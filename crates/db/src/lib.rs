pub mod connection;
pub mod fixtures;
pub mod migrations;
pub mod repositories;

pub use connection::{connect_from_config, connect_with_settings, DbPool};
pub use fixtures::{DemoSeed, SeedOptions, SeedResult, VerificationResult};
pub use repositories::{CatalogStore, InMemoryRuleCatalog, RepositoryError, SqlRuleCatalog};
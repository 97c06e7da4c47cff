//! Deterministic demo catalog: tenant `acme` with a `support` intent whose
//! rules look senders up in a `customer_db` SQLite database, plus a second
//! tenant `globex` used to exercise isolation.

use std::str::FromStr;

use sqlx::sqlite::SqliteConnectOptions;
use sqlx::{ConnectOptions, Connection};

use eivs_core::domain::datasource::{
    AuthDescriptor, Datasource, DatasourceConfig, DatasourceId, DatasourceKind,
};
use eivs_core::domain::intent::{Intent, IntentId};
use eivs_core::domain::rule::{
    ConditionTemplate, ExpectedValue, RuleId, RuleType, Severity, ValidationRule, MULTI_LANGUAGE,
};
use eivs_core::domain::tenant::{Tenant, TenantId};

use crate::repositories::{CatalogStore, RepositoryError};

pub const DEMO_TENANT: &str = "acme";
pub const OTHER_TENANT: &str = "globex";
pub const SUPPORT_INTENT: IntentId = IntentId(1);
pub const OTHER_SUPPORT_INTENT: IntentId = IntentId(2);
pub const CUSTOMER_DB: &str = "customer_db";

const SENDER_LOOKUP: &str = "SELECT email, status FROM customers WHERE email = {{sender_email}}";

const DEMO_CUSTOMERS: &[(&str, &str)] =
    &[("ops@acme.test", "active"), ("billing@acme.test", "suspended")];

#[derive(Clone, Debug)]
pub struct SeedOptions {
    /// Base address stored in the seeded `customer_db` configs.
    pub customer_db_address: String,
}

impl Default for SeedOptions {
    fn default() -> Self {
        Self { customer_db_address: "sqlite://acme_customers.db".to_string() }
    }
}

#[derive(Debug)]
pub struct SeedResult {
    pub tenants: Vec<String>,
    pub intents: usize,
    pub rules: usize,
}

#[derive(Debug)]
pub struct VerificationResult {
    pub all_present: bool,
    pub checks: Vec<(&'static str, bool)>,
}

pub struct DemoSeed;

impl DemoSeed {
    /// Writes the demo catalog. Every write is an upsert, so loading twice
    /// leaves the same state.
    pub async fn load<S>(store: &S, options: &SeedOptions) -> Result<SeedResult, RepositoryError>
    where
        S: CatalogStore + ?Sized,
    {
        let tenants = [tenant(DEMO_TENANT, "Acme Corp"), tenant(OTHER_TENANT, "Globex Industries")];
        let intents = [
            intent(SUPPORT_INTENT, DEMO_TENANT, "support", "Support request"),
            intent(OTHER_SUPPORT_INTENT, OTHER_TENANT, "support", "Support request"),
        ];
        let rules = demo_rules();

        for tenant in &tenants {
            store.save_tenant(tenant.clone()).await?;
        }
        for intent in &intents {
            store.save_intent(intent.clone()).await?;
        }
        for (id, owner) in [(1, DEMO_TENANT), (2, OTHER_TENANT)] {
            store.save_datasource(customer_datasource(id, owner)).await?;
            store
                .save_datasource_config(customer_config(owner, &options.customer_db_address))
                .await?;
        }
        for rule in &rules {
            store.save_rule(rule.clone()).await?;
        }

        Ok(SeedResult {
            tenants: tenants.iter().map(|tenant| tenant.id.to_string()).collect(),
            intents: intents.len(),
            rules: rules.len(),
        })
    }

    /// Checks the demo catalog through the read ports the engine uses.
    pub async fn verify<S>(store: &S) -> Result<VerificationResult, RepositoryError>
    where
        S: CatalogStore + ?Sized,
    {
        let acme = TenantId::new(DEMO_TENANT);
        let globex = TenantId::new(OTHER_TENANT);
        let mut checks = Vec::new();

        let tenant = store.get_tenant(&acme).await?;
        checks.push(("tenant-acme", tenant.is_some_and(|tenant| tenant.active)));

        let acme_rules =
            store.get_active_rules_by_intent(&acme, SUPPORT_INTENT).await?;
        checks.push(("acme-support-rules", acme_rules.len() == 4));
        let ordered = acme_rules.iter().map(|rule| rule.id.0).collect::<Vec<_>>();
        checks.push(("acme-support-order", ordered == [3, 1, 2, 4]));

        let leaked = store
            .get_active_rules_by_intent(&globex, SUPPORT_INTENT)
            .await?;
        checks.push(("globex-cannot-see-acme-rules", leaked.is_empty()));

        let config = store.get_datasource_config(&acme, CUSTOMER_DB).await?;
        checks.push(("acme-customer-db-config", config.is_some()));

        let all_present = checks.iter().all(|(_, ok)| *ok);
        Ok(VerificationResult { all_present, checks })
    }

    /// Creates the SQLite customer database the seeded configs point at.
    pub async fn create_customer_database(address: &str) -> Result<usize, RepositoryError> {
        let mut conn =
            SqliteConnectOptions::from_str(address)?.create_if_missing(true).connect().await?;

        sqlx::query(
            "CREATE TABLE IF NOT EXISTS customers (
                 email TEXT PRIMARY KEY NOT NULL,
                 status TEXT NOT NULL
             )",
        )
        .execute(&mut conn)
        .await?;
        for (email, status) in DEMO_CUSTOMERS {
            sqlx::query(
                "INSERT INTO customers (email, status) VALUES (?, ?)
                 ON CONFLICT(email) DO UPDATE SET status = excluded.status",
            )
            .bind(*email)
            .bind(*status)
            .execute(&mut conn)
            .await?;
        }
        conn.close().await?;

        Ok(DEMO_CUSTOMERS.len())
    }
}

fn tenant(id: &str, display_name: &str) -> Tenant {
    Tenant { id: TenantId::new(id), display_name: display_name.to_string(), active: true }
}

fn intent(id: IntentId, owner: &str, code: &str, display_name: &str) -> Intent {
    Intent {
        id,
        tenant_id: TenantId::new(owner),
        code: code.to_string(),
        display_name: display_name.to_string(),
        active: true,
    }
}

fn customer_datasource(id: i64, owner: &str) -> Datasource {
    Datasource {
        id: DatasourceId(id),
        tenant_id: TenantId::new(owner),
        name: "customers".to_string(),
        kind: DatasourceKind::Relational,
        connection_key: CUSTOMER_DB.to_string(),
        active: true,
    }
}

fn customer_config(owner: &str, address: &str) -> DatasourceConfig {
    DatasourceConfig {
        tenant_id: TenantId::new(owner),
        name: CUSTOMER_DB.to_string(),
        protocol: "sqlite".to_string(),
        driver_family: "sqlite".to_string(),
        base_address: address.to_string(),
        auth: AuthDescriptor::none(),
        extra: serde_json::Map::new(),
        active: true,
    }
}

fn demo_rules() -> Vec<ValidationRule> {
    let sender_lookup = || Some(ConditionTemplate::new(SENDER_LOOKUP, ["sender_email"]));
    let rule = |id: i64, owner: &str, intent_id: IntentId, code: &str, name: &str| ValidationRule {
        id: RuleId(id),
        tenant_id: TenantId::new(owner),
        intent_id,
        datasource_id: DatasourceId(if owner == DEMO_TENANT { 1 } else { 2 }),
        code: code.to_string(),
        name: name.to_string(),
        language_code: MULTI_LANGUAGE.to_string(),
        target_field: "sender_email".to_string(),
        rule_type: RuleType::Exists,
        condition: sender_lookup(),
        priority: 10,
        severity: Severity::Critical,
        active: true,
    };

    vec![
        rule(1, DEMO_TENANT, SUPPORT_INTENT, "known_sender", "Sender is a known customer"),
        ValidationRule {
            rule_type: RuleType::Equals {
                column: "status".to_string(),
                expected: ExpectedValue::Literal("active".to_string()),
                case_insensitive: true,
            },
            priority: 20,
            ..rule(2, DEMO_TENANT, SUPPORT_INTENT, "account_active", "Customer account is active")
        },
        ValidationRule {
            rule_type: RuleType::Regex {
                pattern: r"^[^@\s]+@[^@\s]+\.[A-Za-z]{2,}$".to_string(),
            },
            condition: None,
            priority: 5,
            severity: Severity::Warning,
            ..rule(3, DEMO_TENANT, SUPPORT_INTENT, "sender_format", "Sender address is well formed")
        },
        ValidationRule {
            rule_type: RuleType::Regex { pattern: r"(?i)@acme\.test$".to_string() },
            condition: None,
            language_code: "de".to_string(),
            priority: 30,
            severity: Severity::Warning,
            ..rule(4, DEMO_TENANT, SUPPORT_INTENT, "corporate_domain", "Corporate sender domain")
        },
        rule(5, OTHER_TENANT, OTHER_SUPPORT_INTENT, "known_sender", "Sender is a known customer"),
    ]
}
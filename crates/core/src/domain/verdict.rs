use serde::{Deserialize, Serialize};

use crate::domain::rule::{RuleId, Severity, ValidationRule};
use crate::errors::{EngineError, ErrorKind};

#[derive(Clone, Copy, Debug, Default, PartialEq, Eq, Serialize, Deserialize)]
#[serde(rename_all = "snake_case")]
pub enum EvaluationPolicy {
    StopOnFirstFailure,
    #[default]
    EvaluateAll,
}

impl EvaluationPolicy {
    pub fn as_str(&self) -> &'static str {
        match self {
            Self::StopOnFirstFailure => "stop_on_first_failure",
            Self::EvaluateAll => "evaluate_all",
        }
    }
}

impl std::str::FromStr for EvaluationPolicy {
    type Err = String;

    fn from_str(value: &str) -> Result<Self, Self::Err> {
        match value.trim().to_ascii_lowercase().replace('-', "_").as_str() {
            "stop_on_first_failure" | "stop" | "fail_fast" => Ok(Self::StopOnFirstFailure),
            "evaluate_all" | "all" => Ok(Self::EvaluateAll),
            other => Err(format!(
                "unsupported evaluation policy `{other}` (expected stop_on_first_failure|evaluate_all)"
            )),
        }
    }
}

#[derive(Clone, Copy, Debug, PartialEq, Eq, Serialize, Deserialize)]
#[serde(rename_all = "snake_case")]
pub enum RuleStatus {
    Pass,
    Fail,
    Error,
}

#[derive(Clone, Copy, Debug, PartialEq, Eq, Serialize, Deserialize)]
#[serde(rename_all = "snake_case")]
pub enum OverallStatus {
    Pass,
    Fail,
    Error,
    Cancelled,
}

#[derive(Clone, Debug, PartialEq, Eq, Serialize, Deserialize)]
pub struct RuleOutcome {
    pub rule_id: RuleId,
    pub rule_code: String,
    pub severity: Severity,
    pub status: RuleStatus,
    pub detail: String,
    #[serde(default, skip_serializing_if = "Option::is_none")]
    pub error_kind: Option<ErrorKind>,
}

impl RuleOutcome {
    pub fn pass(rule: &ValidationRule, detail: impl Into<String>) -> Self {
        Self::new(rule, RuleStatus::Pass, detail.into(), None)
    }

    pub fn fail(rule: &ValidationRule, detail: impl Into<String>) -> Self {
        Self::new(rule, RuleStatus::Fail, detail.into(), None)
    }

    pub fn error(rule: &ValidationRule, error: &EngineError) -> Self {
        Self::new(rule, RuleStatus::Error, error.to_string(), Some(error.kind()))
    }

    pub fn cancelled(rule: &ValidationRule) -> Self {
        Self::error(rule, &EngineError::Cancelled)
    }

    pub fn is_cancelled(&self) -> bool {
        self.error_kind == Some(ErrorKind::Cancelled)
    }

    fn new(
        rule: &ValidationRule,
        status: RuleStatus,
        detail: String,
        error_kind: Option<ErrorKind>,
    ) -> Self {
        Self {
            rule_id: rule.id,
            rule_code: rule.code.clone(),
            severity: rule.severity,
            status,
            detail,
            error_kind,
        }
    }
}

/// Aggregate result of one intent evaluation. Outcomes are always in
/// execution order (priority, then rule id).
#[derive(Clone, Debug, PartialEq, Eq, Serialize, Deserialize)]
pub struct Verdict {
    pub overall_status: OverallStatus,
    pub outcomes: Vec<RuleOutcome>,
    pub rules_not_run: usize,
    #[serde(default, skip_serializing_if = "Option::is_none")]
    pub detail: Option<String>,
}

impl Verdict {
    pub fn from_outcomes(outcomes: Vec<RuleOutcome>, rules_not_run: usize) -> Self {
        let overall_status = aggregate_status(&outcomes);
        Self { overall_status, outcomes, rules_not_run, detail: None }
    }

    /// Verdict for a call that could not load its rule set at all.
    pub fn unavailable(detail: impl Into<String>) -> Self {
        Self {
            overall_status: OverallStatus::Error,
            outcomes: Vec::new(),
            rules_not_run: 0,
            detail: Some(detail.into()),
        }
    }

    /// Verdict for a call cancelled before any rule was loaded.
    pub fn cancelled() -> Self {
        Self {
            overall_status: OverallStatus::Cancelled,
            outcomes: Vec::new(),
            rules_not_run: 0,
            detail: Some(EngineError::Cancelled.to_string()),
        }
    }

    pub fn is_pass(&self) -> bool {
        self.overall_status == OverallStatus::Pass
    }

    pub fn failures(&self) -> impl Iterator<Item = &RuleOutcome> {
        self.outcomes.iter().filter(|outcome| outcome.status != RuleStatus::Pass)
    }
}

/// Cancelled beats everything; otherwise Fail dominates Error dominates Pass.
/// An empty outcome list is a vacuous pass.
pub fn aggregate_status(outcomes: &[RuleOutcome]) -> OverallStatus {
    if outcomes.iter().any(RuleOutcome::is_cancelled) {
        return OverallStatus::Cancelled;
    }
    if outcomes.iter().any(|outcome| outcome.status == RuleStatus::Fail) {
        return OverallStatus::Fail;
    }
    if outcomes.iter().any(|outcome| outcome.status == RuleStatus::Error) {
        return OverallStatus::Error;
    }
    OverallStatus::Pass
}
• • • • •
Please output only the lines from the first line of the entries through the line with "pub const SUPPORT_INTENT: IntentId", both included, exactly as written.

**Answer below**
filename crates/db/src/lib.rs
pub mod connection;
pub mod fixtures;
pub mod migrations;
pub mod repositories;

pub use connection::{connect_from_config, connect_with_settings, DbPool};
pub use fixtures::{DemoSeed, SeedOptions, SeedResult, VerificationResult};
pub use repositories::{CatalogStore, InMemoryRuleCatalog, RepositoryError, SqlRuleCatalog};
repository 97c06e7da4c47cff
//! Deterministic demo catalog: tenant `acme` with a `support` intent whose
//! rules look senders up in a `customer_db` SQLite database, plus a second
//! tenant `globex` used to exercise isolation.

use std::str::FromStr;

use sqlx::sqlite::SqliteConnectOptions;
use sqlx::{ConnectOptions, Connection};

use eivs_core::domain::datasource::{
    AuthDescriptor, Datasource, DatasourceConfig, DatasourceId, DatasourceKind,
};
use eivs_core::domain::intent::{Intent, IntentId};
use eivs_core::domain::rule::{
    ConditionTemplate, ExpectedValue, RuleId, RuleType, Severity, ValidationRule, MULTI_LANGUAGE,
};
use eivs_core::domain::tenant::{Tenant, TenantId};

use crate::repositories::{CatalogStore, RepositoryError};

pub const DEMO_TENANT: &str = "acme";
pub const OTHER_TENANT: &str = "globex";
pub const SUPPORT_INTENT: IntentId = IntentId(1);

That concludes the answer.